200. Number of Islands

At a Glance

• Topic: Array
• Pattern: Analyze Pattern
• Difficulty: Medium
• LeetCode: 200

Problem Statement

Given an m x n 2D binary grid grid which represents a map of '1's (land) and '0's (water), return the number of islands.

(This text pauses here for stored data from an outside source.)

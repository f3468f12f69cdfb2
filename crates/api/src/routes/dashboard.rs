//! Route definitions for the dashboard.

use axum::routing::get;
use axum::Router;

use crate::handlers::dashboard;
use crate::state::AppState;

/// ```text
/// GET    /metrics     dashboard_metrics (optional ?country_id=)
/// GET    /trend       dashboard_trend (optional ?indicator_id=&country_id=)
/// GET    /countries   dashboard_countries
/// ```
pub fn router() -> Router<AppState> {
    Router::new()
        .route("/metrics", get(dashboard::dashboard_metrics))
        .route("/trend", get(dashboard::dashboard_trend))
        .route("/countries", get(dashboard::dashboard_countries))
}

An island is surrounded by water and is formed by connecting adjacent lands horizontally or vertically. You may assume all four edges of the grid are all surrounded by water.

Example 1:

Input: grid = [ ["1","1","1","1","0"], ["1","1","0","1","0"], ["1","1","0","0","0"], ["0","0","0","0","0"] ] Output: 1

Example 2:

Input: grid = [ ["1","1","0","0","0"], ["1","1","0","0","0"], ["0","0","1","0","0"], ["0","0","0","1","1"] ] Output: 3

...

Approach & Solution Steps

• Union-Find on grid cells — O(n m α(nm)).
• Optimal — DFS mark visited 0 or separate seen — O(nm) time, O(nm) recursion stack worst case.

Optimal JS Solution

function numIslands(grid) {
  if (grid.length === 0) {
    return 0;
  }
  const rows = grid.length;
  const cols = grid[0].length;
  let count = 0;

  function flood(row, col) {
    if (row < 0 || col < 0 || row >= rows || col >= cols) {
      return;
    }
    if (grid[row][col] !== '1') {
      return;
    }
    grid[row][col] = '0';
    flood(row + 1, col);
    flood(row - 1, col);
    flood(row, col + 1);
    flood(row, col - 1);
  }

  for (let row = 0; row < rows; row += 1) {
    for (let col = 0; col < cols; col += 1) {
      if (grid[row][col] === '1') {
        count += 1;
        flood(row, col);
      }
    }
  }
  return count;
}

Edge Cases & Pitfalls

• Always consider empty or null inputs.
• Watch out for off-by-one index errors.